# Provided data
□ □ □
//! Typed blocking queues for producer/consumer edges inside one machine.

use std::time::Duration;

use crossbeam_channel::{Receiver, RecvTimeoutError, Sender, TryRecvError};

use crate::error::WireError;

/// Unbounded MPMC queue with explicit push, try-pop and blocking pop.
///
/// Items are moved in and out, so a buffer has exactly one owner at a time.
/// Cloning the queue clones both ends.
#[derive(Debug)]
pub struct Queue<T> {
    tx: Sender<T>,
    rx: Receiver<T>,
    name: &'static str,
}

impl<T> Clone for Queue<T> {
    fn clone(&self) -> Self {
        Self {
            tx: self.tx.clone(),
            rx: self.rx.clone(),
            name: self.name,
        }
    }
}

impl<T> Queue<T> {
    pub fn new(name: &'static str) -> Self {
        let (tx, rx) = crossbeam_channel::unbounded();
        Self { tx, rx, name }
    }

    pub fn push(&self, item: T) -> Result<(), WireError> {
        self.tx
            .send(item)
            .map_err(|_| WireError::Disconnected(self.name.to_string()))
    }

    /// Pop without blocking; `None` when the queue is empty.
    pub fn try_pop(&self) -> Result<Option<T>, WireError> {
        match self.rx.try_recv() {
            Ok(item) => Ok(Some(item)),
            Err(TryRecvError::Empty) => Ok(None),
            Err(TryRecvError::Disconnected) => {
                Err(WireError::Disconnected(self.name.to_string()))
            }
        }
    }

    /// Block until an item is available.
    pub fn pop(&self) -> Result<T, WireError> {
        self.rx
            .recv()
            .map_err(|_| WireError::Disconnected(self.name.to_string()))
    }

    pub fn pop_timeout(&self, timeout: Duration) -> Result<T, WireError> {
        self.rx.recv_timeout(timeout).map_err(|e| match e {
            RecvTimeoutError::Timeout => WireError::Timeout(timeout),
            RecvTimeoutError::Disconnected => WireError::Disconnected(self.name.to_string()),
        })
    }

    pub fn len(&self) -> usize {
        self.rx.len()
    }

    pub fn is_empty(&self) -> bool {
        self.rx.is_empty()
    }

    pub fn name(&self) -> &'static str {
        self.name
    }
}

#[cfg(test)]
mod tests {
    use super::*;

    #[test]
    fn fifo_order() {
        let q = Queue::new("test");
        q.push(1).unwrap();
        q.push(2).unwrap();
        assert_eq!(q.len(), 2);
        assert_eq!(q.try_pop().unwrap(), Some(1));
        assert_eq!(q.pop().unwrap(), 2);
        assert_eq!(q.try_pop().unwrap(), None);
    }

    #[test]
    fn pop_across_threads() {
        let q = Queue::new("cross");
        let producer = q.clone();
        let handle = std::thread::spawn(move || {
            for i in 0..100u32 {
                producer.push(i).unwrap();
            }
        });
        let got: Vec<u32> = (0..100).map(|_| q.pop().unwrap()).collect();
        handle.join().unwrap();
        assert_eq!(got, (0..100).collect::<Vec<_>>());
    }

    #[test]
    fn pop_timeout_expires() {
        let q: Queue<u8> = Queue::new("idle");
        let err = q.pop_timeout(Duration::from_millis(10)).unwrap_err();
        assert!(matches!(err, WireError::Timeout(_)));
    }
}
□ □ □
Throughout the listing, how many lines contain the string "push"? Give the number on its own.

5